Summer savory is an annual and a member of the mint family , Lamiaceae, that also includes rosemary and thyme, and beebalm. It is native to southern Europe and the Mediterranean region but was brought to the new World by the early colonists as a medicinal herb and has naturalized there.   Plants are 1 to 1 ½ feet tall and have finely hairy stems and soft hairless linear leaves about an inch long. The leaves are gray green at first but develop purple hues by late summer or early fall. They grow in pairs from the stem without petioles. The flowers are white or pale pink and two-lipped. They are ¼ inch long and are produced in clusters of three to six in upper leaf axils from mid summer to frost. The plant is bushy, highly aromatic with a sweet scent, and has  a well-branched root system. Sumer savory does well in average, well-drained soil and full sun.  The genus nam,e Satureja, is the Latin name for the plant and, according to the ancient Roman writer Pliny, is a derivative of the word for satyr because the herb belonged to the mythical creatures.  The specific epithet, hortensis, comes from the Latin word hortus meaning garden, and refers to the cultivation of the plant in a garden.

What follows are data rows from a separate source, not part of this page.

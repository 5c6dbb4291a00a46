//! Catalog records: products and categories.
//!
//! Both are immutable snapshots supplied by the catalog provider. Field names
//! follow the camelCase JSON used by the remote service and the local cart
//! snapshot.

use rust_decimal::{Decimal, RoundingStrategy};
use rust_decimal::prelude::ToPrimitive;
use serde::{Deserialize, Serialize};

use super::id::{CategoryId, ProductId};
use super::price::Price;

/// A product offered by the farm.
#[derive(Debug, Clone, PartialEq, Serialize, Deserialize)]
#[serde(rename_all = "camelCase")]
pub struct Product {
    pub id: ProductId,
    pub name: String,
    #[serde(default)]
    pub description: String,
    /// Unit price.
    pub price: Price,
    /// List price before discount, if the product is on offer.
    #[serde(default, skip_serializing_if = "Option::is_none")]
    pub original_price: Option<Price>,
    #[serde(default)]
    pub image: String,
    pub category: CategoryId,
    #[serde(default)]
    pub rating: f32,
    /// Number of reviews behind `rating`.
    #[serde(default)]
    pub reviews: u32,
    #[serde(default)]
    pub is_organic: bool,
    #[serde(default)]
    pub is_fresh: bool,
    /// Unit label shown next to the price, e.g. `"500g"` or `"1 dozen"`.
    #[serde(default)]
    pub unit: String,
    #[serde(default)]
    pub stock: u32,
}

impl Product {
    /// Discount against the original price, as a rounded whole percentage.
    ///
    /// Returns `None` when there is no original price or it does not exceed
    /// the current price.
    #[must_use]
    pub fn discount_percent(&self) -> Option<u32> {
        let original = self.original_price?.amount();
        if original <= self.price.amount() {
            return None;
        }

        let percent = (original - self.price.amount()) / original * Decimal::ONE_HUNDRED;
        percent
            .round_dp_with_strategy(0, RoundingStrategy::MidpointAwayFromZero)
            .to_u32()
            .filter(|p| *p > 0)
    }

    /// Whether any stock remains.
    #[must_use]
    pub const fn in_stock(&self) -> bool {
        self.stock > 0
    }
}

/// A catalog category.
#[derive(Debug, Clone, PartialEq, Eq, Serialize, Deserialize)]
#[serde(rename_all = "camelCase")]
pub struct Category {
    pub id: CategoryId,
    pub name: String,
    #[serde(default)]
    pub description: String,
    #[serde(default)]
    pub image: String,
    #[serde(default)]
    pub product_count: u32,
}
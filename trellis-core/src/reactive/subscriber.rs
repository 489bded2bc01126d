//! Subscriber types for the reactive system.
//!
//! A subscriber is anything a [`Dep`](super::Dep) can notify. In practice
//! this is always a [`Watcher`](super::Watcher), but the dependency layer only
//! sees the trait so it can be tested in isolation.

use std::sync::atomic::{AtomicU64, Ordering};
use std::sync::Arc;

/// Unique identifier for a watcher.
///
/// Ids are handed out from a monotonic counter. The scheduler relies on this:
/// a component's render watcher is created before any of its children's, so
/// sorting a flush by id runs parents before children.
#[derive(Debug, Clone, Copy, PartialEq, Eq, Hash, PartialOrd, Ord)]
pub struct WatcherId(u64);

impl WatcherId {
    /// Generate a new unique watcher ID.
    pub fn new() -> Self {
        static COUNTER: AtomicU64 = AtomicU64::new(1);
        Self(COUNTER.fetch_add(1, Ordering::Relaxed))
    }

    /// Get the raw ID value.
    pub fn raw(&self) -> u64 {
        self.0
    }
}

impl Default for WatcherId {
    fn default() -> Self {
        Self::new()
    }
}

/// Something that can be notified when a dependency changes.
pub trait Subscriber: Send + Sync {
    /// Stable identity used for ordering and de-duplication.
    fn id(&self) -> WatcherId;

    /// Called by [`Dep::notify`](super::Dep::notify).
    fn update(self: Arc<Self>);
}

#[cfg(test)]
mod tests {
    use super::*;

    #[test]
    fn watcher_ids_are_unique() {
        let id1 = WatcherId::new();
        let id2 = WatcherId::new();
        let id3 = WatcherId::new();

        assert_ne!(id1, id2);
        assert_ne!(id2, id3);
        assert_ne!(id1, id3);
    }

    #[test]
    fn watcher_ids_increase_in_creation_order() {
        let first = WatcherId::new();
        let second = WatcherId::new();
        assert!(first < second);
        assert!(first.raw() < second.raw());
    }
}
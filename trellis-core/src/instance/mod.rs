//! Component Instances
//!
//! A [`Vm`] is a live component: merged options, reactive state partitions
//! (props, data, computed, injections), a render watcher, an event table and
//! the last rendered vnode tree.
//!
//! # How Initialization Works
//!
//! Creating an instance runs a fixed sequence, each step free to rely on the
//! ones before it:
//!
//! 1. parent/child wiring and the event table (listeners from the
//!    placeholder become instance listeners)
//! 2. slots resolved from the placeholder's children
//! 3. `before_create`
//! 4. injections
//! 5. props, methods, data, computed, watch
//! 6. provided values
//! 7. `created`
//!
//! [`Vm::mount`] then runs `before_mount`, builds the render watcher (whose
//! first evaluation renders and patches) and, for root instances, `mounted`.
//! Child instances report `mounted` through the patch engine's insert queue,
//! once their parent has inserted them.
//!
//! # Ownership
//!
//! Instances live in the [`arena`]. Parents list their children by id;
//! children, watchers and vnodes refer back by id only. Destroying an
//! instance releases it from the arena.

pub mod arena;
mod events;
mod inject;
pub mod keep_alive;
pub mod lifecycle;
mod options;
mod props;
mod render;
mod state;

use std::sync::Arc;

use indexmap::IndexMap;
use parking_lot::{Mutex, RwLock};

pub use arena::ComponentId;
pub use events::EventNames;
pub use keep_alive::keep_alive;
pub use options::{
    ComponentDef, ComponentOptions, ComputedDef, ComputedFn, ComputedSetFn, DataFn, ErrorCapturedFn, HookFn,
    InjectDef, LifecycleHook, MethodFn, ProvideFn, RenderErrorFn, RenderFn, WatchDef, WatchFn, WatchHandler,
};
pub use props::{hyphenate, DefaultFn, PropDef, PropDefault, PropType, ValidatorFn};
pub use render::CreateElement;
pub use state::{Unwatch, WatchSource};

use crate::error::{BoxError, Error};
use crate::reactive::{self, Computed, PropKey, ReactiveObject, Value, Watcher, WatcherId};
use crate::vdom::{handler, Handler, InsertEntry, NodeId, Patcher, RefTarget, VNode};

/// Where an instance is in its lifecycle.
#[derive(Debug, Clone, Copy, PartialEq, Eq)]
pub enum Phase {
    Initializing,
    Created,
    Mounting,
    Mounted,
    Updating,
    BeingDestroyed,
    Destroyed,
}

/// A registered `ref`: a single target, or a list for refs in loops.
#[derive(Debug, Clone, PartialEq, Eq)]
pub enum RefValue {
    One(RefTarget),
    Many(Vec<RefTarget>),
}

#[derive(Debug)]
struct Flags {
    phase: Phase,
    is_mounted: bool,
    is_destroyed: bool,
    is_being_destroyed: bool,
    /// `None` until first activated or deactivated.
    inactive: Option<bool>,
    direct_inactive: bool,
    has_hook_event: bool,
}

struct Instance {
    id: ComponentId,
    def: ComponentDef,
    patcher: Patcher,
    parent: Option<ComponentId>,
    root: ComponentId,
    children: Mutex<Vec<ComponentId>>,
    flags: Mutex<Flags>,

    props: ReactiveObject,
    props_data: Mutex<IndexMap<String, Value>>,
    data: RwLock<ReactiveObject>,
    injected: ReactiveObject,
    computed: RwLock<IndexMap<String, Computed>>,
    provided: RwLock<IndexMap<String, Value>>,

    events: Mutex<IndexMap<String, Vec<events::Listener>>>,
    parent_listeners: Mutex<IndexMap<String, Handler>>,

    render_watcher: Mutex<Option<Watcher>>,
    watchers: Mutex<Vec<Watcher>>,

    /// The placeholder this instance was created for in its parent's tree.
    placeholder: Mutex<Option<VNode>>,
    /// Root of the last rendered tree.
    vnode: Mutex<Option<VNode>>,
    elm: Mutex<Option<NodeId>>,
    slots: Mutex<IndexMap<String, Vec<VNode>>>,
    refs: Mutex<IndexMap<String, RefValue>>,
    pending_insert: Mutex<Vec<InsertEntry>>,
    keep_alive: Mutex<keep_alive::Cache>,
}

/// A component instance.
///
/// Cloning a `Vm` creates another handle to the same instance.
#[derive(Clone)]
pub struct Vm {
    inner: Arc<Instance>,
}
//! Benchmarks for keyed reconciliation and component re-rendering.
//!
//! Run with: cargo bench -p trellis-core --bench patch_bench

use std::hint::black_box;

use criterion::{criterion_group, criterion_main, BatchSize, BenchmarkId, Criterion, Throughput};
use serde_json::json;

use trellis_core::instance::{ComponentOptions, Vm};
use trellis_core::reactive::tick;
use trellis_core::vdom::{MemoryDom, NodeOps, OldVNode, Patcher, VNode, VNodeData};

fn keyed_list(keys: &[usize]) -> VNode {
    VNode::element(
        "ul",
        None,
        keys.iter()
            .map(|k| VNode::element("li", VNodeData::new().key(*k), vec![VNode::text(k.to_string())]))
            .collect(),
    )
}

/// A patcher with `keys` already mounted, plus the tree to patch towards.
fn mounted(keys: &[usize], next: &[usize]) -> (Patcher, VNode, VNode) {
    let dom = MemoryDom::new();
    let patcher = Patcher::new(dom.clone(), dom.platform_modules());
    let container = dom.create_root("div");
    let target = dom.create_element("div");
    dom.append_child(container, target);

    let mut old = keyed_list(keys);
    patcher.patch(Some(OldVNode::Element(target)), Some(&mut old), None);
    (patcher, old, keyed_list(next))
}

fn bench_keyed(c: &mut Criterion) {
    let mut group = c.benchmark_group("patch/keyed");

    for n in [100usize, 1_000] {
        group.throughput(Throughput::Elements(n as u64));
        let keys: Vec<usize> = (0..n).collect();

        let scenarios: [(&str, Vec<usize>); 4] = [
            ("identical", keys.clone()),
            ("reverse", keys.iter().rev().copied().collect()),
            ("rotate", keys.iter().cycle().skip(1).take(n).copied().collect()),
            ("replace_half", keys.iter().map(|k| if k % 2 == 0 { k + n } else { *k }).collect()),
        ];

        for (name, next) in scenarios {
            group.bench_with_input(BenchmarkId::new(name, n), &next, |b, next| {
                b.iter_batched(
                    || mounted(&keys, next),
                    |(patcher, old, mut new)| {
                        black_box(patcher.patch(Some(OldVNode::VNode(old)), Some(&mut new), None));
                    },
                    BatchSize::LargeInput,
                )
            });
        }
    }

    group.finish();
}

fn bench_component_update(c: &mut Criterion) {
    let mut group = c.benchmark_group("component/update");

    for n in [100usize, 1_000] {
        let dom = MemoryDom::new();
        let patcher = Patcher::new(dom.clone(), dom.platform_modules());
        let container = dom.create_root("div");
        let target = dom.create_element("div");
        dom.append_child(container, target);

        let def = ComponentOptions::new()
            .data(move |_| Ok(json!({ "offset": 0, "rows": n }).into()))
            .render(|vm, h| {
                let offset = vm.get("offset").as_f64().unwrap_or(0.0) as usize;
                let rows = vm.get("rows").as_f64().unwrap_or(0.0) as usize;
                let items = (0..rows)
                    .map(|i| {
                        let label = (i + offset).to_string();
                        h.el("li", VNodeData::new().key(i), vec![h.text(label)])
                    })
                    .collect();
                Ok(h.el("ul", None, items).into())
            })
            .build();
        let vm = Vm::new(&def, &patcher);
        vm.mount(Some(target));

        let mut offset = 0usize;
        group.throughput(Throughput::Elements(n as u64));
        group.bench_function(BenchmarkId::new("text_change", n), |b| {
            b.iter(|| {
                offset += 1;
                vm.assign("offset", offset);
                tick();
            })
        });

        vm.destroy();
    }

    group.finish();
}

criterion_group!(benches, bench_keyed, bench_component_update);
criterion_main!(benches);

Summer savory has been used since ancient Roman times when it was used extensively in cooking. The Roman poet Virgil recommended that it be grown next to beehives because of the very fine honey made from its nectar. It may have been introduced into England in the time of Caesar and the Saxons called it savory because of its lively flavor. The Italians may have been the first to cultivate the herb and it is still an important ingredient in Italian cuisine. The 17th century herbalist Nicholas Culpepper wrote about the medicinal uses of the plant to treat a variety of ills from asthma to reproduction issues. The earliest colonists introduced savory to the New World in the early 1600s to treat indigestion and in John Josselyn’s book, New England Rarities, written in 1672, the presence of the herb in New England is mentioned.   Many early New England cookbooks discuss its culinary uses. With a peppery thyme flavor, summer savory is tasty in teas, butter, and soups, as well as with eggs and many vegetables.